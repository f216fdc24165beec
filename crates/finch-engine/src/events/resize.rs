use crate::coords::Size;

/// Published by the driver when the effective render size changes.
///
/// `from` is zero-sized for the very first layout.
#[derive(Debug, Copy, Clone, PartialEq)]
pub struct ResizeEvent {
    pub from: Size,
    pub to: Size,
}
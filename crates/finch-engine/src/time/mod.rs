//! Time subsystem.
//!
//! Provides stable, testable frame timing utilities without coupling to the runtime.
//! Intended usage:
//! - one `FrameClock` per driver
//! - call `update()` once per host frame to learn how many fixed steps are owed
//! - read `interpolation()` while rendering to blend between fixed steps

mod frame_clock;
mod source;

pub use frame_clock::FrameClock;
pub use source::{ManualTime, MonotonicTime, TimeSource};
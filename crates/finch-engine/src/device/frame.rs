use crate::paint::Color;
use crate::render::{RenderTarget, Surface};

use super::gpu::{Gpu, GpuFrame};

/// [`Surface`] over one acquired swapchain frame.
///
/// Reports the render size it was acquired for, not the swapchain's
/// physical size.
pub struct GpuSurface<'a, 'w> {
    gpu: &'a Gpu<'w>,
    frame: GpuFrame,
    viewport: (u32, u32),
}

impl<'a, 'w> GpuSurface<'a, 'w> {
    pub fn new(gpu: &'a Gpu<'w>, frame: GpuFrame, viewport: (u32, u32)) -> Self {
        Self {
            gpu,
            frame,
            viewport,
        }
    }

    /// Submits recorded commands and presents the frame.
    pub fn present(self) {
        self.gpu.submit(self.frame);
    }
}

impl Surface for GpuSurface<'_, '_> {
    fn size(&self) -> (u32, u32) {
        self.viewport
    }

    fn clear(&mut self, color: Color) {
        let _rpass = self
            .frame
            .encoder
            .begin_render_pass(&wgpu::RenderPassDescriptor {
                label: Some("finch clear"),
                color_attachments: &[Some(wgpu::RenderPassColorAttachment {
                    view: &self.frame.view,
                    resolve_target: None,
                    ops: wgpu::Operations {
                        load: wgpu::LoadOp::Clear(color.to_wgpu()),
                        store: wgpu::StoreOp::Store,
                    },
                    depth_slice: None,
                })],
                depth_stencil_attachment: None,
                timestamp_writes: None,
                occlusion_query_set: None,
                multiview_mask: None,
            });
    }

    fn target(&mut self) -> Option<RenderTarget<'_>> {
        let physical = self.gpu.size();
        Some(RenderTarget {
            device: self.gpu.device(),
            queue: self.gpu.queue(),
            format: self.gpu.surface_format(),
            encoder: &mut self.frame.encoder,
            color_view: &self.frame.view,
            physical_size: (physical.width, physical.height),
            viewport: self.viewport,
        })
    }
}
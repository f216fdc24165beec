use crate::config::AppConfig;
use crate::coords::Size;
use crate::device::GpuInit;
use crate::error::EngineError;
use crate::events::{MessageBus, ResizeEvent};
use crate::render::Surface;
use crate::resources::ResourceCache;
use crate::time::{FrameClock, MonotonicTime, TimeSource};
use crate::window::{Runtime, RuntimeConfig};

use super::app::{App, AppControl};
use super::ctx::{AppCtx, DrawCtx, QuitHandle};
use super::host::FrameHandler;
use super::scheduler::{LifecycleState, UpdateScheduler};

/// Adapts an [`App`] to the host runtime's per-frame callbacks.
///
/// Owns the frame clock, the update scheduler, the resource cache and the
/// resize bus. Everything runs on the thread that calls [`open`](Self::open);
/// the driver is `!Send`.
///
/// Re-entrancy: nothing reachable from `update`, `draw` or a resize
/// subscriber can call back into the driver, because subscribers only ever
/// see a clone of the bus.
pub struct ApplicationDriver<A, T = MonotonicTime>
where
    A: App,
    T: TimeSource,
{
    config: AppConfig,
    app: A,
    clock: FrameClock<T>,
    scheduler: UpdateScheduler,
    resources: ResourceCache,
    resize: MessageBus<ResizeEvent>,
    quit: QuitHandle,
    active: Size,
    gpu_init: GpuInit,
}

impl<A: App> ApplicationDriver<A> {
    /// Validates `config` and builds a wall-clock driven driver.
    pub fn new(config: AppConfig, app: A) -> Result<Self, EngineError> {
        Self::with_time_source(config, app, MonotonicTime::new())
    }
}

impl<A, T> ApplicationDriver<A, T>
where
    A: App,
    T: TimeSource,
{
    /// Like [`new`](ApplicationDriver::new) but sampling `source` for time.
    pub fn with_time_source(config: AppConfig, app: A, source: T) -> Result<Self, EngineError> {
        config.validate()?;

        let clock = FrameClock::with_source(config.timing.target_fps, source)?;
        let scheduler = UpdateScheduler::new(config.timing.max_fixed_steps)?;

        let resource_root = match &config.resources {
            Some(res) => config.metadata.root.join(&res.path),
            None => config.metadata.root.clone(),
        };

        Ok(Self {
            config,
            app,
            clock,
            scheduler,
            resources: ResourceCache::new(resource_root),
            resize: MessageBus::new(),
            quit: QuitHandle::new(),
            active: Size::default(),
            gpu_init: GpuInit::default(),
        })
    }

    /// Overrides the GPU initialization parameters used by [`open`](Self::open).
    pub fn with_gpu_init(mut self, gpu_init: GpuInit) -> Self {
        self.gpu_init = gpu_init;
        self
    }

    pub fn config(&self) -> &AppConfig {
        &self.config
    }

    pub fn app(&self) -> &A {
        &self.app
    }

    pub fn app_mut(&mut self) -> &mut A {
        &mut self.app
    }

    pub fn clock(&self) -> &FrameClock<T> {
        &self.clock
    }

    pub fn scheduler(&self) -> &UpdateScheduler {
        &self.scheduler
    }

    pub fn state(&self) -> LifecycleState {
        self.scheduler.state()
    }

    pub fn resources(&self) -> &ResourceCache {
        &self.resources
    }

    pub fn resources_mut(&mut self) -> &mut ResourceCache {
        &mut self.resources
    }

    /// Bus carrying [`ResizeEvent`]s. The returned handle shares subscribers
    /// with the driver.
    pub fn resize_events(&self) -> MessageBus<ResizeEvent> {
        self.resize.clone()
    }

    pub fn quit_handle(&self) -> QuitHandle {
        self.quit.clone()
    }

    /// Current render size; zero until the first layout.
    pub fn screen_size(&self) -> Size {
        self.active
    }

    /// Requests a cooperative exit. The shutdown hook runs at the start of
    /// the next frame; the frame in progress completes normally.
    pub fn quit(&self) {
        self.quit.request();
    }

    /// Runs the startup hook.
    ///
    /// [`open`](Self::open) calls this; headless hosts that drive the
    /// [`FrameHandler`] methods themselves must call it first.
    pub fn startup(&mut self) -> Result<(), EngineError> {
        let Self {
            config,
            app,
            scheduler,
            resources,
            resize,
            quit,
            active,
            ..
        } = self;

        let mut ctx = AppCtx::new(config, resources, *active, resize, quit);
        scheduler.startup(app, &mut ctx)
    }

    /// Runs the startup hook, then blocks in the winit/wgpu host runtime until
    /// the app exits or fails.
    pub fn open(mut self) -> Result<(), EngineError> {
        log::info!(
            "opening {} {} ({}x{} @ {} fixed steps/s)",
            self.config.metadata.name,
            self.config.metadata.version,
            self.config.window.width,
            self.config.window.height,
            self.config.timing.target_fps,
        );

        self.startup()?;

        let runtime_config = RuntimeConfig::from(&self.config.window);
        let gpu_init = self.gpu_init.clone();
        Runtime::run(runtime_config, gpu_init, self)
    }
}

impl<A, T> FrameHandler for ApplicationDriver<A, T>
where
    A: App,
    T: TimeSource,
{
    fn layout(&mut self, outside_width: u32, outside_height: u32) -> (u32, u32) {
        let next = Size::new(outside_width as f32, outside_height as f32)
            .scaled(self.config.window.render_scale);

        if next != self.active {
            let event = ResizeEvent {
                from: self.active,
                to: next,
            };
            self.active = next;

            log::debug!(
                "render size {}x{} -> {}x{}",
                event.from.width,
                event.from.height,
                event.to.width,
                event.to.height
            );
            self.resize.publish(event);
        }

        next.to_pixels()
    }

    fn update(&mut self) -> Result<AppControl, EngineError> {
        let Self {
            config,
            app,
            clock,
            scheduler,
            resources,
            resize,
            quit,
            active,
            ..
        } = self;

        let mut ctx = AppCtx::new(config, resources, *active, resize, quit);
        scheduler.tick(clock, app, &mut ctx)
    }

    fn draw(&mut self, surface: &mut dyn Surface) -> Result<(), EngineError> {
        if self.scheduler.state() == LifecycleState::Terminated {
            return Ok(());
        }

        let window = &self.config.window;
        if window.clear_background {
            surface.clear(window.clear_color);
        }

        let alpha = self.clock.interpolation();
        let mut ctx = DrawCtx::new(
            surface,
            alpha,
            self.active,
            &self.config,
            &mut self.resources,
            &self.quit,
        );

        self.app.render(&mut ctx).map_err(EngineError::Render)
    }

    fn request_close(&mut self) {
        log::info!("close requested by host");
        self.quit();
    }

    fn resumed(&mut self) {
        self.clock.reset();
    }
}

::::::

Copy all lines of the records in which the string "ApplicationDriver" can be found.

__Solution for this exercise__.
pub struct ApplicationDriver<A, T = MonotonicTime>
impl<A: App> ApplicationDriver<A> {
impl<A, T> ApplicationDriver<A, T>
    /// Like [`new`](ApplicationDriver::new) but sampling `source` for time.
impl<A, T> FrameHandler for ApplicationDriver<A, T>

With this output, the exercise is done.